当前位置:网站首页>Compilation principle: preprocessing of source program and design and implementation of lexical analysis program (including code)
Compilation principle: preprocessing of source program and design and implementation of lexical analysis program (including code)
2022-07-06 12:25:00 【Junfu Xiaotong】
The preprocessing of source program and the design and implementation of lexical analysis program
Let me write it first : The code is written according to your own ideas , It is different from the method mentioned in this blog .
another : My code reads the code that needs to be processed from the document , After processing, print it in the other two documents , Direct replication may not work , You need to create three documents by yourself : Document a ( Source code ); Document 2 ( The source code after preprocessing ); Document three ( Binary ). Remember to check whether the file location and name are correct .

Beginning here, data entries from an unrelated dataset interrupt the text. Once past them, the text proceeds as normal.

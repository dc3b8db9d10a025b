//! Transaction handles: snapshot-isolated reads, buffered writes, and
//! optimistic sequenced commit.

use std::collections::{HashMap, HashSet};
use std::sync::Arc;

use tracing::{debug, warn};

use crate::backend::{Backend, WriteBatch};
use crate::error::{Result, StoreError};
use crate::model::{Collection, Key, Options, SeqNo};
use crate::validate;

pub type TxnId = u64;

#[derive(Debug, Clone, Copy, PartialEq, Eq)]
pub enum TxnState {
    Open,
    Committed,
    Aborted,
}

/// An in-flight transaction. The handle is single-threaded by contract;
/// dropping it without commit aborts.
pub struct Transaction {
    id: TxnId,
    backend: Arc<dyn Backend>,
    snapshot: SeqNo,
    watched: HashSet<(Collection, Key)>,
    writes: HashMap<(Collection, Key), Option<Vec<u8>>>,
    state: TxnState,
    dont_watch: bool,
}

impl std::fmt::Debug for Transaction {
    fn fmt(&self, f: &mut std::fmt::Formatter<'_>) -> std::fmt::Result {
        f.debug_struct("Transaction")
            .field("id", &self.id)
            .field("snapshot", &self.snapshot)
            .field("state", &self.state)
            .finish()
    }
}

impl Transaction {
    pub(crate) fn begin(backend: Arc<dyn Backend>, id: TxnId, options: Options) -> Result<Self> {
        validate::validate_txn_begin(options)?;
        if !backend.capabilities().transactions {
            return Err(StoreError::Unsupported("transactions"));
        }
        let snapshot = backend.snapshot_seq()?;
        debug!(txn = id, snapshot, "transaction started");
        Ok(Self {
            id,
            backend,
            snapshot,
            watched: HashSet::new(),
            writes: HashMap::new(),
            state: TxnState::Open,
            dont_watch: options.contains(Options::TXN_DONT_WATCH),
        })
    }

    pub fn id(&self) -> TxnId {
        self.id
    }

    pub fn state(&self) -> TxnState {
        self.state
    }

    pub fn snapshot_seq(&self) -> SeqNo {
        self.snapshot
    }

    fn ensure_open(&self) -> Result<()> {
        if self.state == TxnState::Open {
            Ok(())
        } else {
            Err(StoreError::ArgsWrong("transaction is no longer open"))
        }
    }

    /// Read through the staged overlay, then as of the snapshot. Snapshot
    /// reads land in the watched set unless watching is off for the
    /// transaction or for this call.
    pub(crate) fn get(&mut self, collection: Collection, key: Key, watch: bool) -> Result<Option<Vec<u8>>> {
        self.ensure_open()?;
        if let Some(staged) = self.writes.get(&(collection, key)) {
            return Ok(staged.clone());
        }
        if watch && !self.dont_watch {
            self.watched.insert((collection, key));
        }
        self.backend.get_at(collection, key, self.snapshot)
    }

    /// Buffer a write; `None` stages a tombstone. Last-stated intent wins.
    pub(crate) fn stage(&mut self, collection: Collection, key: Key, value: Option<Vec<u8>>) -> Result<()> {
        self.ensure_open()?;
        self.writes.insert((collection, key), value);
        Ok(())
    }

    pub(crate) fn watch(&mut self, collection: Collection, key: Key) {
        if !self.dont_watch {
            self.watched.insert((collection, key));
        }
    }

    /// Staged keys of `collection` at or above `min_key`, sorted, with a
    /// tombstone flag. Used to overlay scans.
    pub(crate) fn staged_range(&self, collection: Collection, min_key: Key) -> Vec<(Key, bool)> {
        let mut staged: Vec<(Key, bool)> = self
            .writes
            .iter()
            .filter(|((c, k), _)| *c == collection && *k >= min_key)
            .map(|((_, k), value)| (*k, value.is_none()))
            .collect();
        staged.sort_unstable();
        staged
    }

    /// Atomic commit. Success returns a sequence number greater than the
    /// snapshot; a lost race returns `CONFLICT` and leaves the transaction
    /// open for `reset`.
    pub fn commit(&mut self, options: Options) -> Result<SeqNo> {
        validate::validate_txn_commit(options)?;
        self.ensure_open()?;

        let mut batch = WriteBatch::with_capacity(self.writes.len());
        for ((collection, key), value) in &self.writes {
            batch.entries.push(crate::backend::BatchEntry {
                collection: *collection,
                key: *key,
                value: value.clone(),
            });
        }
        let watches: Vec<(Collection, Key)> = self.watched.iter().copied().collect();
        let flush = options.contains(Options::WRITE_FLUSH);

        match self.backend.commit(batch, &watches, self.snapshot, flush) {
            Ok(seq) => {
                self.state = TxnState::Committed;
                self.writes.clear();
                self.watched.clear();
                debug!(txn = self.id, seq, "transaction committed");
                Ok(seq)
            }
            Err(StoreError::Conflict) => {
                warn!(txn = self.id, snapshot = self.snapshot, "commit lost the race");
                Err(StoreError::Conflict)
            }
            Err(other) => Err(other),
        }
    }

    /// Forget staged state and re-snapshot, keeping the handle.
    pub fn reset(&mut self) -> Result<()> {
        self.writes.clear();
        self.watched.clear();
        self.snapshot = self.backend.snapshot_seq()?;
        self.state = TxnState::Open;
        Ok(())
    }
}

impl Drop for Transaction {
    fn drop(&mut self) {
        if self.state == TxnState::Open && !self.writes.is_empty() {
            debug!(txn = self.id, staged = self.writes.len(), "open transaction dropped, discarding writes");
        }
        self.state = TxnState::Aborted;
    }
}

One 、 The experiment purpose
Design and implement a lexical analysis program with preprocessing function , Deepen the understanding of lexical analysis process in compilation .
Two 、 The experimental requirements
1、 Realize the preprocessing function
The source program may contain symbols that are meaningless to program execution , It is required to be removed .

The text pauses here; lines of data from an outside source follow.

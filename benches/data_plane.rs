use criterion::{black_box, criterion_group, criterion_main, Criterion, Throughput};
use rand::{Rng, SeedableRng};
use rand_chacha::ChaCha8Rng;

use ustore::{Arena, ContentsArg, Key, Options, PlacesArg, Store, Strided, COLLECTION_MAIN};

const BATCH: usize = 256;
const KEY_SPACE: Key = 65_536;

struct Harness {
    store: Store,
    keys: Vec<Key>,
    values: Vec<Vec<u8>>,
    arena: Arena,
}

impl Harness {
    fn new() -> Self {
        let store = Store::open("").expect("store");
        let mut rng = ChaCha8Rng::seed_from_u64(0xC0FFEE);
        let keys: Vec<Key> = (0..BATCH).map(|_| rng.gen_range(0..KEY_SPACE)).collect();
        let values: Vec<Vec<u8>> = keys.iter().map(|_| vec![0xAB; 64]).collect();
        let harness = Self { store, keys, values, arena: Arena::new() };
        harness.write_batch();
        harness
    }

    fn write_batch(&self) {
        let ptrs: Vec<*const u8> = self.values.iter().map(|v| v.as_ptr()).collect();
        let lens: Vec<u32> = self.values.iter().map(|v| v.len() as u32).collect();
        let places = PlacesArg::from_keys(&COLLECTION_MAIN, &self.keys);
        let contents = ContentsArg::from_parts(&ptrs, &lens);
        self.store
            .write(None, &places, &contents, Options::NONE)
            .expect("write batch");
    }

    fn read_batch(&mut self) -> usize {
        let places = PlacesArg::from_keys(&COLLECTION_MAIN, &self.keys);
        let view = self
            .store
            .read(None, &places, Options::NONE, &mut self.arena)
            .expect("read batch");
        view.bytes.len()
    }

    fn scan_page(&mut self) -> usize {
        let min_keys = [Key::MIN];
        let limits = [BATCH as u32];
        let scans = ustore::ScansArg {
            collections: Strided::broadcast(&COLLECTION_MAIN, 1),
            min_keys: Strided::from_slice(&min_keys),
            limits: Strided::from_slice(&limits),
            count: 1,
        };
        let view = self
            .store
            .scan(None, &scans, Options::NONE, &mut self.arena)
            .expect("scan page");
        view.keys.len()
    }
}

fn data_plane(c: &mut Criterion) {
    let mut group = c.benchmark_group("data_plane");
    group.sample_size(40);
    let mut harness = Harness::new();

    group.throughput(Throughput::Elements(BATCH as u64));
    group.bench_function("write_batch", |b| {
        b.iter(|| black_box(harness.write_batch()));
    });

    group.bench_function("read_batch", |b| {
        b.iter(|| black_box(harness.read_batch()));
    });

    group.bench_function("scan_page", |b| {
        b.iter(|| black_box(harness.scan_page()));
    });

    group.finish();
}

criterion_group!(benches, data_plane);
criterion_main!(benches);
//! Window orchestration for browsing a 9P feed service from an editor.
//!
//! A [`Session`] opens one [`Window`] per remote concern (home timeline,
//! mentions, a user's timeline, a compose buffer). Each window runs its own
//! event task; the shared [`WindowRegistry`] ends the process when the last
//! window closes.

use std::sync::Arc;

use async_trait::async_trait;
use shared::domain::{DirEntry, WindowId};

pub mod dispatch;
pub mod error;
pub mod registry;
pub mod session;
pub mod timeline;
pub mod window;

pub use dispatch::CommandDispatcher;
pub use error::ClientError;
pub use registry::{Shutdown, WindowRegistry};
pub use session::Session;
pub use window::Window;

/// The remote feed tree. Implementations must tolerate concurrent calls from
/// many windows.
#[async_trait]
pub trait RemoteFs: Send + Sync {
    /// Opens the directory at `path` for reading and lists every entry.
    async fn read_dir(&self, path: &str) -> anyhow::Result<Vec<DirEntry>>;
    /// Opens `path` for reading and returns one read of at most `limit` bytes.
    async fn read_chunk(&self, path: &str, limit: usize) -> anyhow::Result<Vec<u8>>;
    /// Opens `path` for writing, writes `data` in one shot and closes it.
    async fn write_file(&self, path: &str, data: &[u8]) -> anyhow::Result<()>;
    async fn stat(&self, path: &str) -> anyhow::Result<DirEntry>;
    async fn unmount(&self);
}

/// The editor hosting the windows.
#[async_trait]
pub trait EditorHost: Send + Sync {
    /// Focuses the existing window titled `title`. Returns false if there is none.
    async fn show(&self, title: &str) -> anyhow::Result<bool>;
    async fn create_window(&self) -> anyhow::Result<Arc<dyn EditorWindow>>;
}

/// One editor window as seen by this client.
#[async_trait]
pub trait EditorWindow: Send + Sync {
    fn id(&self) -> WindowId;
    /// Names the window; error reports are prefixed with the title.
    async fn set_title(&self, title: &str) -> anyhow::Result<()>;
    async fn clear_tag(&self) -> anyhow::Result<()>;
    async fn append_tag(&self, text: &str) -> anyhow::Result<()>;
    async fn clear_body(&self) -> anyhow::Result<()>;
    async fn append_body(&self, data: &[u8]) -> anyhow::Result<()>;
    async fn read_body(&self) -> anyhow::Result<String>;
    async fn selection(&self) -> anyhow::Result<String>;
    /// Marks the body unmodified so closing the window does not warn.
    async fn mark_clean(&self) -> anyhow::Result<()>;
    /// Moves the cursor to the start of the body.
    async fn select_start(&self) -> anyhow::Result<()>;
    async fn show(&self) -> anyhow::Result<()>;
    async fn report_error(&self, message: &str) -> anyhow::Result<()>;
    async fn delete(&self) -> anyhow::Result<()>;
    /// Feeds user events to `handler` until the window is closed. Events the
    /// handler leaves unhandled get the editor's default behaviour.
    async fn run_events(&self, handler: &dyn EventHandler) -> anyhow::Result<()>;
}

#[derive(Debug, Clone, Copy, PartialEq, Eq)]
pub enum EventOutcome {
    Handled,
    Unhandled,
}

#[async_trait]
pub trait EventHandler: Send + Sync {
    /// The user pointed at `text` (acme's button-3 look).
    async fn look(&self, text: &str) -> EventOutcome;
    /// The user executed `command` from the tag or body.
    async fn execute(&self, command: &str) -> EventOutcome;
}

#[cfg(test)]
#[path = "tests/fakes.rs"]
pub(crate) mod fakes;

First, compile the input process of a source program , From the keyboard 、 Enter several lines in the file or text box , Store in the input buffer in sequence ( Character data );
Then compile a preprocessing subroutine , Remove the carriage return in the input string 、 Line breaks, tabs and other editorial text ;
Match multiple blanks into one ;
Remove annotations .
2、 Realize lexical analysis function
Input : The source program string of the given grammar .
Output : Binary (syn,token or sum) Sequence of composition .

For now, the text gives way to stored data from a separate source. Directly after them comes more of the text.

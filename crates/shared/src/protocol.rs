//! One-line commands accepted by the feed service's `ctl` file.

use std::fmt;

use crate::domain::WindowMode;

pub const CTL_PATH: &str = "ctl";

/// Number of entries kept by `Trim`.
pub const TRIM_KEEP: u32 = 10;

/// Bytes read from each entry file when rendering a timeline; longer
/// entries are truncated.
pub const ENTRY_READ_LIMIT: usize = 4096;

/// Target of a pagination or trim command.
#[derive(Debug, Clone, PartialEq, Eq, Hash)]
pub enum Scope {
    Home,
    Mentions,
    User(String),
}

impl Scope {
    pub fn for_mode(mode: &WindowMode) -> Option<Self> {
        match mode {
            WindowMode::Home => Some(Self::Home),
            WindowMode::Mentions => Some(Self::Mentions),
            WindowMode::UserTimeline { screen_name } => Some(Self::User(screen_name.clone())),
            WindowMode::Compose { .. } => None,
        }
    }
}

impl fmt::Display for Scope {
    fn fmt(&self, f: &mut fmt::Formatter<'_>) -> fmt::Result {
        match self {
            Self::Home => f.write_str("home"),
            Self::Mentions => f.write_str("mentions"),
            Self::User(screen_name) => write!(f, "@{screen_name}"),
        }
    }
}

#[derive(Debug, Clone, PartialEq, Eq)]
pub enum ControlCommand {
    Newer { scope: Scope },
    Older { scope: Scope },
    Trim { scope: Scope, keep: u32 },
    Post { text: String },
    Reply { in_reply_to: String, text: String },
}

impl ControlCommand {
    pub fn verb(&self) -> &'static str {
        match self {
            Self::Newer { .. } => "newer",
            Self::Older { .. } => "older",
            Self::Trim { .. } => "trim",
            Self::Post { .. } => "post",
            Self::Reply { .. } => "reply",
        }
    }
}

impl fmt::Display for ControlCommand {
    fn fmt(&self, f: &mut fmt::Formatter<'_>) -> fmt::Result {
        let verb = self.verb();
        match self {
            Self::Newer { scope } | Self::Older { scope } => write!(f, "{verb} {scope}"),
            Self::Trim { scope, keep } => write!(f, "{verb} {scope} {keep}"),
            Self::Post { text } => write!(f, "{verb} {text}"),
            Self::Reply { in_reply_to, text } => write!(f, "{verb} {in_reply_to} {text}"),
        }
    }
}

#[cfg(test)]
mod tests {
    use super::*;

    #[test]
    fn scopes_follow_window_mode() {
        assert_eq!(Scope::for_mode(&WindowMode::Home), Some(Scope::Home));
        assert_eq!(
            Scope::for_mode(&WindowMode::user("alice")).map(|s| s.to_string()),
            Some("@alice".to_string())
        );
        assert_eq!(Scope::for_mode(&WindowMode::new_post()), None);
    }

    #[test]
    fn commands_format_as_single_lines() {
        let trim = ControlCommand::Trim {
            scope: Scope::User("alice".into()),
            keep: TRIM_KEEP,
        };
        assert_eq!(trim.to_string(), "trim @alice 10");
        assert_eq!(
            ControlCommand::Newer {
                scope: Scope::Home
            }
            .to_string(),
            "newer home"
        );
        assert_eq!(
            ControlCommand::Reply {
                in_reply_to: "9".into(),
                text: "hi there".into()
            }
            .to_string(),
            "reply 9 hi there"
        );
    }
}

among ,syn Code for words .Token String for the stored word itself .Sum Is an integer constant .
Concrete implementation , You can handle the word's binary with a structure .
3、 To be analyzed C Morphology of language subset ( It can be expanded by itself , You can also follow C Lexical definition of language )
1) keyword
main if then while do static int double struct break else long switch case typedef char return const float short continue for void default sizeof do
All keywords are lowercase .
2) Operators and delimiters
+ - * / : := < <> <= > >= = ; ( ) #
3) Other marks ID and NUM
Define other tags through the following formal formula :
ID→letter(letter|digit)*
NUM→digit digit*
letter→a|…|z|A|…|Z
digit→0|…|9…
4) The space consists of a blank 、 Tabs and line breaks make up
Spaces are usually used to separate ID、NUM、 Special symbols and keywords , The lexical analysis phase is usually ignored .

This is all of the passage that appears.